I need the number of lines in the following entries that hold the word "ViewTransform", and no other text.

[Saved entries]
---
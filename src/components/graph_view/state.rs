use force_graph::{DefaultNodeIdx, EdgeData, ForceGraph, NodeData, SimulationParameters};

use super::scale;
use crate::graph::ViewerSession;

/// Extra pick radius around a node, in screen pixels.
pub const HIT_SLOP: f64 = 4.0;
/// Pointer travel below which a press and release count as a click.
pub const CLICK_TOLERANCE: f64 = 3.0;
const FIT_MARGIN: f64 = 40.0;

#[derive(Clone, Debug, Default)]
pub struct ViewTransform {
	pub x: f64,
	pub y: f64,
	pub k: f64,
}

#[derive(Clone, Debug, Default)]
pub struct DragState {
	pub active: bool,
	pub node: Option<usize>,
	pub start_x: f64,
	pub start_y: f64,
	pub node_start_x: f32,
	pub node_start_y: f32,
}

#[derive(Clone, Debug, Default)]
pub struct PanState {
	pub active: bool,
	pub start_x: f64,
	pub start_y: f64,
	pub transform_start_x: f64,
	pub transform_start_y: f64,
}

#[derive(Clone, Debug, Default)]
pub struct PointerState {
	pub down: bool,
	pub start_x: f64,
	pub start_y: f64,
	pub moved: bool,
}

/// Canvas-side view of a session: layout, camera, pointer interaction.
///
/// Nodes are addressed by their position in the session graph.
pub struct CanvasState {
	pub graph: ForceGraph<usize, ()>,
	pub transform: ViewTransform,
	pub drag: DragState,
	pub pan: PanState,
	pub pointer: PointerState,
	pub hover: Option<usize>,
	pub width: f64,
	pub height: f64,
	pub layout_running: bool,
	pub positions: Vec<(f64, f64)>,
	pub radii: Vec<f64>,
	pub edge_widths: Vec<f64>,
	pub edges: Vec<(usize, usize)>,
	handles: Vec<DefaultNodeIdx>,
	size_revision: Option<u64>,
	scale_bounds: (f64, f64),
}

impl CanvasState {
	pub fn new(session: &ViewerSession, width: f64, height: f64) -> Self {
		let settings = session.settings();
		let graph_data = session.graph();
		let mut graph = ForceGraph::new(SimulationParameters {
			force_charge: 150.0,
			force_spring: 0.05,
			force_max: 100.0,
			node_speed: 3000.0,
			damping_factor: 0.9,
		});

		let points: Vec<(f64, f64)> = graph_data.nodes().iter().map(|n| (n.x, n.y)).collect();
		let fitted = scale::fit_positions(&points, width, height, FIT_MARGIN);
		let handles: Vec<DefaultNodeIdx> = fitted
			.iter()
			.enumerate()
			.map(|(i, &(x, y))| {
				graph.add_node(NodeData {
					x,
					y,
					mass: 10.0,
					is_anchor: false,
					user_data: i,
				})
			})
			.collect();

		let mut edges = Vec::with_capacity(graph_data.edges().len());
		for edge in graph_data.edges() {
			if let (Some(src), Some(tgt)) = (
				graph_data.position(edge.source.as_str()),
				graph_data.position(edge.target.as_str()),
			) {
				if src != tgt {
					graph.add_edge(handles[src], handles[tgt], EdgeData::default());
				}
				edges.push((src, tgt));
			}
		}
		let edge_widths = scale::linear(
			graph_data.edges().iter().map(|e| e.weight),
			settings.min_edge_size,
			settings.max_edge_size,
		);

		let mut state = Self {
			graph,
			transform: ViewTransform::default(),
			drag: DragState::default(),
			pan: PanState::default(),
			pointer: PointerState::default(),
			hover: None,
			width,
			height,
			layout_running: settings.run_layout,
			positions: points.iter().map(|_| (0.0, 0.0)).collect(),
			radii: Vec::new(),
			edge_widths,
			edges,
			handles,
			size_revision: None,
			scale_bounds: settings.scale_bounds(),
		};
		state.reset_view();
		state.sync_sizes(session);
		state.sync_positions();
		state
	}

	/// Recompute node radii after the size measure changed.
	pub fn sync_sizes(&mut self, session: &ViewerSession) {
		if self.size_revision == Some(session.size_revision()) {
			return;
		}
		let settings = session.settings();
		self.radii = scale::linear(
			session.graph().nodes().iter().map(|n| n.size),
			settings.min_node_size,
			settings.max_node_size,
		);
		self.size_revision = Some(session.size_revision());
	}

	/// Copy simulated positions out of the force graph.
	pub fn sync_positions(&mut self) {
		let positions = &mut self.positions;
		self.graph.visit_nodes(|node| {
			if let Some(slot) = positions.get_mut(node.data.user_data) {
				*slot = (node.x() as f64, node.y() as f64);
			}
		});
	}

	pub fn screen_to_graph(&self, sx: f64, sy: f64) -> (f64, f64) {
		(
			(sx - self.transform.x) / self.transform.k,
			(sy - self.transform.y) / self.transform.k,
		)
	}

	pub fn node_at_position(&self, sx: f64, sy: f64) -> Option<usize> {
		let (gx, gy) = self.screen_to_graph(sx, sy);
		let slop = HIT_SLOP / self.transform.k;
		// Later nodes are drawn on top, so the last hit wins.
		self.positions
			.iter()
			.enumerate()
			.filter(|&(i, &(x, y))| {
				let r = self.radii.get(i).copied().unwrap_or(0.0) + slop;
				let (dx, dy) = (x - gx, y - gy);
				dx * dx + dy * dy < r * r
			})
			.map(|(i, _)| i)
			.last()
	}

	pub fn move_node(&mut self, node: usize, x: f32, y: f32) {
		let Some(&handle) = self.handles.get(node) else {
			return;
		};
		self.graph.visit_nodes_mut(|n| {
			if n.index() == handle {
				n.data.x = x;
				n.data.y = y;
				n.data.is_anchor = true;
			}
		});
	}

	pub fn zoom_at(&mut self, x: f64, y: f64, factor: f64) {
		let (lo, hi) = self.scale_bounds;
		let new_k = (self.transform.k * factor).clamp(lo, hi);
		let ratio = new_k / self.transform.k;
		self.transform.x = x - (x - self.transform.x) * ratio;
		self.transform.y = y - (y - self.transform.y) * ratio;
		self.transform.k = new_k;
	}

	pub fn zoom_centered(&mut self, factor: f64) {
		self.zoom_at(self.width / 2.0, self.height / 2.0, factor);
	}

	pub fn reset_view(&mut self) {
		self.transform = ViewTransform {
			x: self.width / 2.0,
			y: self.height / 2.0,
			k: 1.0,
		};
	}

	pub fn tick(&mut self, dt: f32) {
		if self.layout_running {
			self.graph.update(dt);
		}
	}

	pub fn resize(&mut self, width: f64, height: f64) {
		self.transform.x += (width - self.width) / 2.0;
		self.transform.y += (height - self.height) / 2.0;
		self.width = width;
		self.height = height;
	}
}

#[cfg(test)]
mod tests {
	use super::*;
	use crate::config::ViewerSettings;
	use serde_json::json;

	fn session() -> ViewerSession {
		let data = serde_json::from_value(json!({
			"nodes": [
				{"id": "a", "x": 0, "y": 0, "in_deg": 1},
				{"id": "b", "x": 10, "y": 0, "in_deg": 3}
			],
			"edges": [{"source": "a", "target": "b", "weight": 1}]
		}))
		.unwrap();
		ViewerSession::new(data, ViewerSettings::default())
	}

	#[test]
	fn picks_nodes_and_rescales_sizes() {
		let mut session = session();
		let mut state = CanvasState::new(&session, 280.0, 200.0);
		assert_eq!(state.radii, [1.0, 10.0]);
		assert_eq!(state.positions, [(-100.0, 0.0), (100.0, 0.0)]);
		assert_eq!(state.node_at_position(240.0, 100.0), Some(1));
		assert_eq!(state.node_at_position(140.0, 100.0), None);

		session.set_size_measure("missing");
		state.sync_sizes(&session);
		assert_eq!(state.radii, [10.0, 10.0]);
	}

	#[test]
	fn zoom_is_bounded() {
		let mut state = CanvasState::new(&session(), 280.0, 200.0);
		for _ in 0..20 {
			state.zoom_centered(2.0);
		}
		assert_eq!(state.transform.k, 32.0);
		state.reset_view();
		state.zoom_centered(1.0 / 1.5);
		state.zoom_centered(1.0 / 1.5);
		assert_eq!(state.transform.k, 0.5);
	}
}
---
> **SOLVED EXERCISE**
4